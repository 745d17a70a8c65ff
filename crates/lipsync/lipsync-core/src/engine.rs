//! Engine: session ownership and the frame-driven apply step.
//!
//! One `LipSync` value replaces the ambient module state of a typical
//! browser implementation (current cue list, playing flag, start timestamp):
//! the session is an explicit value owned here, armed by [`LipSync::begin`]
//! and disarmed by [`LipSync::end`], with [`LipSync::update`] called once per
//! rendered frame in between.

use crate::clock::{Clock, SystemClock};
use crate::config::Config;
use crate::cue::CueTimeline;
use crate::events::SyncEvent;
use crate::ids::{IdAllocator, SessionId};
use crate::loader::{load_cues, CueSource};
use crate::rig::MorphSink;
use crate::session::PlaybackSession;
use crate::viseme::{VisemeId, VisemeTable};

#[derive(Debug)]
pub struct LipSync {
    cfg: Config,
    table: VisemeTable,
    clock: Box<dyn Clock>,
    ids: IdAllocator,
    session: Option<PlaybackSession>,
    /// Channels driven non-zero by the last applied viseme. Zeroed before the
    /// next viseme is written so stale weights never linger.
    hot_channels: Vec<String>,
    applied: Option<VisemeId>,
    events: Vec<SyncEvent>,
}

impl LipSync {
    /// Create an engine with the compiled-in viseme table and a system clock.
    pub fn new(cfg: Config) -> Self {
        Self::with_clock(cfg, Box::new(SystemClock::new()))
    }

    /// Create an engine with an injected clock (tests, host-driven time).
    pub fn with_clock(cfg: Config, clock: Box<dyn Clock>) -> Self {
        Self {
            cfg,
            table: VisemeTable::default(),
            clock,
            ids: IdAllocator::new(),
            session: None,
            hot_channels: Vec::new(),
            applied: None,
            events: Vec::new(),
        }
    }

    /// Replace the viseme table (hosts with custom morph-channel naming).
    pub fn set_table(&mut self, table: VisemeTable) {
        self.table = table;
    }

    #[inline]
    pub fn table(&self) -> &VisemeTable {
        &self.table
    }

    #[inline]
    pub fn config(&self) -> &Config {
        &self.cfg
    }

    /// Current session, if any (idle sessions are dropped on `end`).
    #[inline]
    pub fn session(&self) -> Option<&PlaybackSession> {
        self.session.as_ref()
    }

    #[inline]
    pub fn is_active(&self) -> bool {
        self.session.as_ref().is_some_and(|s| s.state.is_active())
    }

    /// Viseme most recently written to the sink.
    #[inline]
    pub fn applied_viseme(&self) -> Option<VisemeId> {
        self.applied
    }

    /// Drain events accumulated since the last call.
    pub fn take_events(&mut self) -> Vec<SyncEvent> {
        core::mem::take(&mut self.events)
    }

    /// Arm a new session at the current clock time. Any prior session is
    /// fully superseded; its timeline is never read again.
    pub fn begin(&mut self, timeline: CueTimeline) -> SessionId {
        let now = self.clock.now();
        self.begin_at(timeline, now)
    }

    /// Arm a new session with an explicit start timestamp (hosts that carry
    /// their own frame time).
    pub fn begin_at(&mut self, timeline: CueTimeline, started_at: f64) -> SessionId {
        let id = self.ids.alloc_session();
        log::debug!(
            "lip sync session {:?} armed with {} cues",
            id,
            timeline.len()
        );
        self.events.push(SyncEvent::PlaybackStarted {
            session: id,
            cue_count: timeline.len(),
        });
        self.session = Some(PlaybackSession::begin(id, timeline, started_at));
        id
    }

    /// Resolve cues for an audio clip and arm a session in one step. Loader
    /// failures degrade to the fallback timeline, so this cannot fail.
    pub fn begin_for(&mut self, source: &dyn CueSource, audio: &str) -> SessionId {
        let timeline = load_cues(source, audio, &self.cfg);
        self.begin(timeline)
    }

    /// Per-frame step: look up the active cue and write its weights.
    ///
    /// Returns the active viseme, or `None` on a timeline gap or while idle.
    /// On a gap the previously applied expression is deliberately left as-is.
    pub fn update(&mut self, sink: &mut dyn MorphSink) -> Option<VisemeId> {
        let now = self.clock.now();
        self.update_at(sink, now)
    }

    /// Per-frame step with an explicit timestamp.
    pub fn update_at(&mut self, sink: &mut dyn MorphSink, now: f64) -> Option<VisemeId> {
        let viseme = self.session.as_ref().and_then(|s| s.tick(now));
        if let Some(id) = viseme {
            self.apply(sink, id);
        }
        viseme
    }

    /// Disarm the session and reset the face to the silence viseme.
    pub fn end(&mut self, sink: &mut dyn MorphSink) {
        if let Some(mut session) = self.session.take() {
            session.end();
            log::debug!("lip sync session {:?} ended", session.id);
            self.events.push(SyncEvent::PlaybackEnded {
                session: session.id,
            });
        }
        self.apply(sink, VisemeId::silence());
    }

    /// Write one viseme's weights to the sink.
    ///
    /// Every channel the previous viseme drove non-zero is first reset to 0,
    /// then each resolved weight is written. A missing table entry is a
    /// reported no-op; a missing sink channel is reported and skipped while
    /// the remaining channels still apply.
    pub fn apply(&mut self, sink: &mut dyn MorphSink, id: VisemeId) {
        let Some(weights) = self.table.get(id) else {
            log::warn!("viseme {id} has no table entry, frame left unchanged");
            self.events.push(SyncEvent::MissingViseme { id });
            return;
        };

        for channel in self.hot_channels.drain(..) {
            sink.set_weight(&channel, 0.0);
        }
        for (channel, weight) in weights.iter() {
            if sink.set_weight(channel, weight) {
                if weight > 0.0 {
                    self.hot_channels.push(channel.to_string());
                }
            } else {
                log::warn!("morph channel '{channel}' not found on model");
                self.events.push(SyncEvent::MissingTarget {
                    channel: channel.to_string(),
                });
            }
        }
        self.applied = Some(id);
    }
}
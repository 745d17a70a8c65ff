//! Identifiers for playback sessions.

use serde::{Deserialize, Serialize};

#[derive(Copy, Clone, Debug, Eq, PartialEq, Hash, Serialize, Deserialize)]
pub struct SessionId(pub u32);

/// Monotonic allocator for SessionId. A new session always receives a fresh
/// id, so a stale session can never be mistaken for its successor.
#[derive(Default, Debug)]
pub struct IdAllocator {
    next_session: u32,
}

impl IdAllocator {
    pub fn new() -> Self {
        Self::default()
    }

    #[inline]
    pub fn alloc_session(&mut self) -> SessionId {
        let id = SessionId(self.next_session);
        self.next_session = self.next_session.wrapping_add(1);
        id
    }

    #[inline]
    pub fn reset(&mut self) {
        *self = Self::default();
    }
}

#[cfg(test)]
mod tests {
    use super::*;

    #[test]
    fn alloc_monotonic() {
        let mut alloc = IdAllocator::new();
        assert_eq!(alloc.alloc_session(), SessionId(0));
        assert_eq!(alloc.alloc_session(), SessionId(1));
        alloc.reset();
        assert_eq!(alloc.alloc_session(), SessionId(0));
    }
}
-=-=-
> **What needs to be done**: Reprint the entire listing exactly.

> **Task answer**:
repository 745d17a70a8c65ff
filename crates/lipsync/lipsync-core/src/engine.rs
//! Engine: session ownership and the frame-driven apply step.
//!
//! One `LipSync` value replaces the ambient module state of a typical
//! browser implementation (current cue list, playing flag, start timestamp):
//! the session is an explicit value owned here, armed by [`LipSync::begin`]
//! and disarmed by [`LipSync::end`], with [`LipSync::update`] called once per
//! rendered frame in between.

use crate::clock::{Clock, SystemClock};
use crate::config::Config;
use crate::cue::CueTimeline;
use crate::events::SyncEvent;
use crate::ids::{IdAllocator, SessionId};
use crate::loader::{load_cues, CueSource};
use crate::rig::MorphSink;
use crate::session::PlaybackSession;
use crate::viseme::{VisemeId, VisemeTable};

#[derive(Debug)]
pub struct LipSync {
    cfg: Config,
    table: VisemeTable,
    clock: Box<dyn Clock>,
    ids: IdAllocator,
    session: Option<PlaybackSession>,
    /// Channels driven non-zero by the last applied viseme. Zeroed before the
    /// next viseme is written so stale weights never linger.
    hot_channels: Vec<String>,
    applied: Option<VisemeId>,
    events: Vec<SyncEvent>,
}

impl LipSync {
    /// Create an engine with the compiled-in viseme table and a system clock.
    pub fn new(cfg: Config) -> Self {
        Self::with_clock(cfg, Box::new(SystemClock::new()))
    }

    /// Create an engine with an injected clock (tests, host-driven time).
    pub fn with_clock(cfg: Config, clock: Box<dyn Clock>) -> Self {
        Self {
            cfg,
            table: VisemeTable::default(),
            clock,
            ids: IdAllocator::new(),
            session: None,
            hot_channels: Vec::new(),
            applied: None,
            events: Vec::new(),
        }
    }

    /// Replace the viseme table (hosts with custom morph-channel naming).
    pub fn set_table(&mut self, table: VisemeTable) {
        self.table = table;
    }

    #[inline]
    pub fn table(&self) -> &VisemeTable {
        &self.table
    }

    #[inline]
    pub fn config(&self) -> &Config {
        &self.cfg
    }

    /// Current session, if any (idle sessions are dropped on `end`).
    #[inline]
    pub fn session(&self) -> Option<&PlaybackSession> {
        self.session.as_ref()
    }

    #[inline]
    pub fn is_active(&self) -> bool {
        self.session.as_ref().is_some_and(|s| s.state.is_active())
    }

    /// Viseme most recently written to the sink.
    #[inline]
    pub fn applied_viseme(&self) -> Option<VisemeId> {
        self.applied
    }

    /// Drain events accumulated since the last call.
    pub fn take_events(&mut self) -> Vec<SyncEvent> {
        core::mem::take(&mut self.events)
    }

    /// Arm a new session at the current clock time. Any prior session is
    /// fully superseded; its timeline is never read again.
    pub fn begin(&mut self, timeline: CueTimeline) -> SessionId {
        let now = self.clock.now();
        self.begin_at(timeline, now)
    }

    /// Arm a new session with an explicit start timestamp (hosts that carry
    /// their own frame time).
    pub fn begin_at(&mut self, timeline: CueTimeline, started_at: f64) -> SessionId {
        let id = self.ids.alloc_session();
        log::debug!(
            "lip sync session {:?} armed with {} cues",
            id,
            timeline.len()
        );
        self.events.push(SyncEvent::PlaybackStarted {
            session: id,
            cue_count: timeline.len(),
        });
        self.session = Some(PlaybackSession::begin(id, timeline, started_at));
        id
    }

    /// Resolve cues for an audio clip and arm a session in one step. Loader
    /// failures degrade to the fallback timeline, so this cannot fail.
    pub fn begin_for(&mut self, source: &dyn CueSource, audio: &str) -> SessionId {
        let timeline = load_cues(source, audio, &self.cfg);
        self.begin(timeline)
    }

    /// Per-frame step: look up the active cue and write its weights.
    ///
    /// Returns the active viseme, or `None` on a timeline gap or while idle.
    /// On a gap the previously applied expression is deliberately left as-is.
    pub fn update(&mut self, sink: &mut dyn MorphSink) -> Option<VisemeId> {
        let now = self.clock.now();
        self.update_at(sink, now)
    }

    /// Per-frame step with an explicit timestamp.
    pub fn update_at(&mut self, sink: &mut dyn MorphSink, now: f64) -> Option<VisemeId> {
        let viseme = self.session.as_ref().and_then(|s| s.tick(now));
        if let Some(id) = viseme {
            self.apply(sink, id);
        }
        viseme
    }

    /// Disarm the session and reset the face to the silence viseme.
    pub fn end(&mut self, sink: &mut dyn MorphSink) {
        if let Some(mut session) = self.session.take() {
            session.end();
            log::debug!("lip sync session {:?} ended", session.id);
            self.events.push(SyncEvent::PlaybackEnded {
                session: session.id,
            });
        }
        self.apply(sink, VisemeId::silence());
    }

    /// Write one viseme's weights to the sink.
    ///
    /// Every channel the previous viseme drove non-zero is first reset to 0,
    /// then each resolved weight is written. A missing table entry is a
    /// reported no-op; a missing sink channel is reported and skipped while
    /// the remaining channels still apply.
    pub fn apply(&mut self, sink: &mut dyn MorphSink, id: VisemeId) {
        let Some(weights) = self.table.get(id) else {
            log::warn!("viseme {id} has no table entry, frame left unchanged");
            self.events.push(SyncEvent::MissingViseme { id });
            return;
        };

        for channel in self.hot_channels.drain(..) {
            sink.set_weight(&channel, 0.0);
        }
        for (channel, weight) in weights.iter() {
            if sink.set_weight(channel, weight) {
                if weight > 0.0 {
                    self.hot_channels.push(channel.to_string());
                }
            } else {
                log::warn!("morph channel '{channel}' not found on model");
                self.events.push(SyncEvent::MissingTarget {
                    channel: channel.to_string(),
                });
            }
        }
        self.applied = Some(id);
    }
}
repository 745d17a70a8c65ff
//! Identifiers for playback sessions.

use serde::{Deserialize, Serialize};

#[derive(Copy, Clone, Debug, Eq, PartialEq, Hash, Serialize, Deserialize)]
pub struct SessionId(pub u32);

/// Monotonic allocator for SessionId. A new session always receives a fresh
/// id, so a stale session can never be mistaken for its successor.
#[derive(Default, Debug)]
pub struct IdAllocator {
    next_session: u32,
}

impl IdAllocator {
    pub fn new() -> Self {
        Self::default()
    }

    #[inline]
    pub fn alloc_session(&mut self) -> SessionId {
        let id = SessionId(self.next_session);
        self.next_session = self.next_session.wrapping_add(1);
        id
    }

    #[inline]
    pub fn reset(&mut self) {
        *self = Self::default();
    }
}

#[cfg(test)]
mod tests {
    use super::*;

    #[test]
    fn alloc_monotonic() {
        let mut alloc = IdAllocator::new();
        assert_eq!(alloc.alloc_session(), SessionId(0));
        assert_eq!(alloc.alloc_session(), SessionId(1));
        alloc.reset();
        assert_eq!(alloc.alloc_session(), SessionId(0));
    }
}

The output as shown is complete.